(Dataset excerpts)
★ ★ ★

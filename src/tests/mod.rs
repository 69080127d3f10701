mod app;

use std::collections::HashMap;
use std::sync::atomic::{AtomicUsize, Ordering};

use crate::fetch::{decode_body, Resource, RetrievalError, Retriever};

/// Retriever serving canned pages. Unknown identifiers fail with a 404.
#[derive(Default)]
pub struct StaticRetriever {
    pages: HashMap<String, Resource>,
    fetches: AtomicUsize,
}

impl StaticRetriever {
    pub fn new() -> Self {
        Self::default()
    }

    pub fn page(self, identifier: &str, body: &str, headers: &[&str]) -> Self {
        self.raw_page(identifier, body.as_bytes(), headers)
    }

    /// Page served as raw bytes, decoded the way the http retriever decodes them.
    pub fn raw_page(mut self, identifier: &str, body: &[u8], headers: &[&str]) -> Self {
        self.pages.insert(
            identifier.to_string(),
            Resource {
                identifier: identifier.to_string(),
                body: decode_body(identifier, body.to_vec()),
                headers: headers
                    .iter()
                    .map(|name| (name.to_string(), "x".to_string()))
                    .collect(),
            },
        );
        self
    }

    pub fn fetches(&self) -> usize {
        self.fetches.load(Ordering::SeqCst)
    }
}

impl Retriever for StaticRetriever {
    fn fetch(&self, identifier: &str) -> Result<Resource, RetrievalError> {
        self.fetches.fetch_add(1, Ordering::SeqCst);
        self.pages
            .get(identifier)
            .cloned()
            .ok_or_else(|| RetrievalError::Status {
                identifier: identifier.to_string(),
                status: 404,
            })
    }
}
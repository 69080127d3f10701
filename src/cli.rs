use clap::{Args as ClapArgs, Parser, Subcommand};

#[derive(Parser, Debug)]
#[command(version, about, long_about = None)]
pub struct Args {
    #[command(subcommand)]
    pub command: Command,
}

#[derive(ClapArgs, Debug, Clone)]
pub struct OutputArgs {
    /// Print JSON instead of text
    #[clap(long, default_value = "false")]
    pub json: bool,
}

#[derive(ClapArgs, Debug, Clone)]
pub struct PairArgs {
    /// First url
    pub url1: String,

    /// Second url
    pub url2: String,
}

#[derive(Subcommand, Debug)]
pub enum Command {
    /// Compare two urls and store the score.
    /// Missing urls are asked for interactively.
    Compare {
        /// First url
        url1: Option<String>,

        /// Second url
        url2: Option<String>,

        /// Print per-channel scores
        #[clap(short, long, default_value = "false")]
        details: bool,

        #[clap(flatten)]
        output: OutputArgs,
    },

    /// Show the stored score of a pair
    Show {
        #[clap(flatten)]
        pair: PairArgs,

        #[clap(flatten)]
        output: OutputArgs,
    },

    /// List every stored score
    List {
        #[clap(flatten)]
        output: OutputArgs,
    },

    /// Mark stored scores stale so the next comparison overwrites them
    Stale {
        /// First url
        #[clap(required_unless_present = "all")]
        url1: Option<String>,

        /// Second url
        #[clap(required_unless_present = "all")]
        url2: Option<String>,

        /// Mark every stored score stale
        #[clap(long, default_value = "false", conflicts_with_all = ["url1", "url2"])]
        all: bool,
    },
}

★ ★ ★

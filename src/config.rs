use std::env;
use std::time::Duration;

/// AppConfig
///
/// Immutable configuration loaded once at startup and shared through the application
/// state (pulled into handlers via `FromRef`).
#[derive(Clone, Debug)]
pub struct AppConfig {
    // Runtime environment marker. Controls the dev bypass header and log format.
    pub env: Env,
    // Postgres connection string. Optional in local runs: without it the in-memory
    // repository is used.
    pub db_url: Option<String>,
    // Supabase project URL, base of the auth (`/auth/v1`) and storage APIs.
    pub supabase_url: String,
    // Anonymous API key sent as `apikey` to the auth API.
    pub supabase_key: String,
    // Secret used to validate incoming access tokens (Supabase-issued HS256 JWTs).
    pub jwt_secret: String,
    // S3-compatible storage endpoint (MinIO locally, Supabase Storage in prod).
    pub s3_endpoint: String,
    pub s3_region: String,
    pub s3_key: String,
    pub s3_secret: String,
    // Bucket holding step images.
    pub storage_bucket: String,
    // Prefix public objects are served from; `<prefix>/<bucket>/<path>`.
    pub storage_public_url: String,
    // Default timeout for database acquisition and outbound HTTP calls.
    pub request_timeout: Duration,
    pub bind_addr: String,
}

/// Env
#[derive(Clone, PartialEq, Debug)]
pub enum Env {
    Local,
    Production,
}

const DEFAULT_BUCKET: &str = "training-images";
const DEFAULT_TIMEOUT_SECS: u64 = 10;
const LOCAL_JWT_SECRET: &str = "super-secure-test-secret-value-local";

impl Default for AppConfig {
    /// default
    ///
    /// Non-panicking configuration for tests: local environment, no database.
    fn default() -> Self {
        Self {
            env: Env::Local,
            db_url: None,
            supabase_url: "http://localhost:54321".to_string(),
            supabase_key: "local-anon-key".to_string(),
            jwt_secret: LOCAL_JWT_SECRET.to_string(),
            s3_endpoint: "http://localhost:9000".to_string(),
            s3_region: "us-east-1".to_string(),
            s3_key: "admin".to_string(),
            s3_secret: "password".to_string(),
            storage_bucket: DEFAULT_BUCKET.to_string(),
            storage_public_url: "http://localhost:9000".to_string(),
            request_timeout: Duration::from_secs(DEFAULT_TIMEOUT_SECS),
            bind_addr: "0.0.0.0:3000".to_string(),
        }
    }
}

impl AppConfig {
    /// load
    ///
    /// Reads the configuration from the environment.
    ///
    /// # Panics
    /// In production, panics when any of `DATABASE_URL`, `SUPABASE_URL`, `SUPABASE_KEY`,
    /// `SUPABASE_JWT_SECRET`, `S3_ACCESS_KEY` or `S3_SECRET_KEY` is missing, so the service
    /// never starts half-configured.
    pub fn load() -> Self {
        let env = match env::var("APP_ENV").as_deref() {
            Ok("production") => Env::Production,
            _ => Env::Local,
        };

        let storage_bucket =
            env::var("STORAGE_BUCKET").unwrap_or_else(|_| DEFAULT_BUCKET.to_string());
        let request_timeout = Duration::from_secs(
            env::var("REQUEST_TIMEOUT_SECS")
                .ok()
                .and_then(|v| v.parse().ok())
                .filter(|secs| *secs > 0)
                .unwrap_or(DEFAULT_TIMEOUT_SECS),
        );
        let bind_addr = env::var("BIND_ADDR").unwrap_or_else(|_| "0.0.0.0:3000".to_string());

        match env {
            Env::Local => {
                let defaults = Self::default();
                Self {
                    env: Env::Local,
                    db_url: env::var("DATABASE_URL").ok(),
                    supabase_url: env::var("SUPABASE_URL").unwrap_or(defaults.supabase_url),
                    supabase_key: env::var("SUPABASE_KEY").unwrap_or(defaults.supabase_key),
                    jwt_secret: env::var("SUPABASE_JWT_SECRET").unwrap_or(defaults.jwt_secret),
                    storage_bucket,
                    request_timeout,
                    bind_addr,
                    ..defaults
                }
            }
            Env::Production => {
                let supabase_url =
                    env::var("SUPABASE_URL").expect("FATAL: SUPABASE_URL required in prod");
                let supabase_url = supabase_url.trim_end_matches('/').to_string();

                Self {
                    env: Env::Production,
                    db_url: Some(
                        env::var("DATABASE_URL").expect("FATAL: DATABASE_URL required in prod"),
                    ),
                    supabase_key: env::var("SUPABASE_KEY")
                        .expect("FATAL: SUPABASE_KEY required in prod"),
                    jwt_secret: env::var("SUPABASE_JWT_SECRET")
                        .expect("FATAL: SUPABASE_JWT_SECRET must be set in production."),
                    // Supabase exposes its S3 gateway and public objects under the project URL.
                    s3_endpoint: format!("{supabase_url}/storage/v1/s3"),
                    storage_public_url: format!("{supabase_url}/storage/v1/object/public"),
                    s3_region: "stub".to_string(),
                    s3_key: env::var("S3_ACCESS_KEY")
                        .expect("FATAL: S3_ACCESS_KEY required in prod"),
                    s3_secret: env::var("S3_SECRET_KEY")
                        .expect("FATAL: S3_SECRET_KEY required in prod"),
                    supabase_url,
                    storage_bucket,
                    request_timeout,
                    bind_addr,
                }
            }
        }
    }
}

★ ★ ★

* [What you should do]: If a line in the entries above holds "headers", include it in the count; report nothing but the resulting number.

* [Exercise output]: 4